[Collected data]
____________
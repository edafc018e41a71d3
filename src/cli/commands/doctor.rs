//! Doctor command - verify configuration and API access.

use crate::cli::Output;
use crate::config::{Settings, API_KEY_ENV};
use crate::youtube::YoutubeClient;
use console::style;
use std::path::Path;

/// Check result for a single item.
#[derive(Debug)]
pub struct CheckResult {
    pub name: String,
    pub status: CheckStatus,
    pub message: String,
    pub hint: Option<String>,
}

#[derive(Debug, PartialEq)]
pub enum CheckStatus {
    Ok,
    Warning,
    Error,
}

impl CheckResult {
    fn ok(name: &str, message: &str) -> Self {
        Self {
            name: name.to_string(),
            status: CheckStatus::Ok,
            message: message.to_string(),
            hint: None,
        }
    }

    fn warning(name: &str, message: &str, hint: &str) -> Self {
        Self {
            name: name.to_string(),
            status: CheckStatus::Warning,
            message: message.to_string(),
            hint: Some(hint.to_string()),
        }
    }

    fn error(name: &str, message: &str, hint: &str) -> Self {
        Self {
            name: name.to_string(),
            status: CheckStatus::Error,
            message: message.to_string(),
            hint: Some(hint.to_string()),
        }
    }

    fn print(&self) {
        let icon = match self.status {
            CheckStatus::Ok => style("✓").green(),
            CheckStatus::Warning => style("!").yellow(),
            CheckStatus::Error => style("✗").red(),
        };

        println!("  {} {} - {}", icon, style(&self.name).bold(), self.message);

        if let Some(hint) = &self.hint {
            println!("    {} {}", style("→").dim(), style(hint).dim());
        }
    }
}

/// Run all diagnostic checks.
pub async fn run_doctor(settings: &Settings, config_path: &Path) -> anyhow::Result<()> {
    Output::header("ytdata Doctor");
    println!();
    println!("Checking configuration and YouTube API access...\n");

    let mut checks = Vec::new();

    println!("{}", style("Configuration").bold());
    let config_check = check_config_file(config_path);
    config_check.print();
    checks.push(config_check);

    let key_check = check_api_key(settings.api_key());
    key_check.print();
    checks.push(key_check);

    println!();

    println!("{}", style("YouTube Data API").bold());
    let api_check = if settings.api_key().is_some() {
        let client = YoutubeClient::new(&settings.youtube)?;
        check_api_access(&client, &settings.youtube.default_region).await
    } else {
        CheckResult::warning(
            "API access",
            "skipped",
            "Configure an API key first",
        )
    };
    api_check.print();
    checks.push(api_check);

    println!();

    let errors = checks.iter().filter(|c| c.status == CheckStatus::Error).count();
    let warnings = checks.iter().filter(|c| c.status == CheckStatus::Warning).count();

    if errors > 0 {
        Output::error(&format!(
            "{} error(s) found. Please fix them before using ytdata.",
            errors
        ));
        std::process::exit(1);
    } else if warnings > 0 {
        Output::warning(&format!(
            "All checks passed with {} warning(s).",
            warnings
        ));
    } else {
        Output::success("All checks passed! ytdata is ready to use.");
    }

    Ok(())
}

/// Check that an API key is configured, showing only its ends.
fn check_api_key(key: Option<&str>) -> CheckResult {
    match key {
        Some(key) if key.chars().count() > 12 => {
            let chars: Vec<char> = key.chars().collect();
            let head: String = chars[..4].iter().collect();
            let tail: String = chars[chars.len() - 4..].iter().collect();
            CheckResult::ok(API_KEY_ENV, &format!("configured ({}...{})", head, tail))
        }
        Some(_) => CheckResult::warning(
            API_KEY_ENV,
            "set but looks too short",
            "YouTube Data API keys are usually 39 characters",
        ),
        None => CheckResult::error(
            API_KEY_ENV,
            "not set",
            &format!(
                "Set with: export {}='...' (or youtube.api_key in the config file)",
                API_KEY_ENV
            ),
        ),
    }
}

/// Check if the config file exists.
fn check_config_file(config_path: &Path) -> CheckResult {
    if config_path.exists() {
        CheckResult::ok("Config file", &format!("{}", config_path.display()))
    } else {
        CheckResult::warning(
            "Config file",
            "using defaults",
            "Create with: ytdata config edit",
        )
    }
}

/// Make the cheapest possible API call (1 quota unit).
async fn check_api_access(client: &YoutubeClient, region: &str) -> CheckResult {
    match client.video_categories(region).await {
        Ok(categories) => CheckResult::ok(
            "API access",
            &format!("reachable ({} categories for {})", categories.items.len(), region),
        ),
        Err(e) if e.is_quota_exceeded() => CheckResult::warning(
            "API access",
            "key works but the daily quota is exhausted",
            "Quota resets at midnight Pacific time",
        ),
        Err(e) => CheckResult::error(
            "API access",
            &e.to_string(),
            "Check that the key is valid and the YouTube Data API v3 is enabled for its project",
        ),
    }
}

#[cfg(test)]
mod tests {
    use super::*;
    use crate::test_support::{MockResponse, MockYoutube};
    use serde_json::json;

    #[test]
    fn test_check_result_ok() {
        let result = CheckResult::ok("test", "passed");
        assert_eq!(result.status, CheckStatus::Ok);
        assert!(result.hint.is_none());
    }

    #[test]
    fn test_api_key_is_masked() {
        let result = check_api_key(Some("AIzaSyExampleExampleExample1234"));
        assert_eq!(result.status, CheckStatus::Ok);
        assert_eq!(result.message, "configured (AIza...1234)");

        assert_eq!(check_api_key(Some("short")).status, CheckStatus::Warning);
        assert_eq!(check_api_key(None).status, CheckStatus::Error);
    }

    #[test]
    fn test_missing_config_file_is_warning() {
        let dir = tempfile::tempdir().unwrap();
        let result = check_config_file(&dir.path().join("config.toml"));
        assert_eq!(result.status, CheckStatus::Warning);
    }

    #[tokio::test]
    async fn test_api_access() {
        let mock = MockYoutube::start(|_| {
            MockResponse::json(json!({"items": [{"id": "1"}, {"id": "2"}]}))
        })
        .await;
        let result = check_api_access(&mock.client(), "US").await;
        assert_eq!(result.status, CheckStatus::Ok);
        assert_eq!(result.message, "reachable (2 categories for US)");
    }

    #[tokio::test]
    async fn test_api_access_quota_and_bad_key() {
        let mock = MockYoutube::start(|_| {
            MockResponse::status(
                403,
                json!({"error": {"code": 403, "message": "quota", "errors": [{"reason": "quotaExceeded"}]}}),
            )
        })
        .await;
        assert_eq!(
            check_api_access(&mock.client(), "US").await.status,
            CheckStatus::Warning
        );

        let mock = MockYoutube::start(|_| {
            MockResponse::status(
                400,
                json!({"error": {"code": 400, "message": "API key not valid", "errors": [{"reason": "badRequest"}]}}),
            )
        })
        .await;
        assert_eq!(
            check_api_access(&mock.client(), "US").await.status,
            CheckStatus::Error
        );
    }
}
____________
Task directions: The lines above that hold the word "filter" should be found and copied out.

Solution for this exercise:
    let errors = checks.iter().filter(|c| c.status == CheckStatus::Error).count();
    let warnings = checks.iter().filter(|c| c.status == CheckStatus::Warning).count();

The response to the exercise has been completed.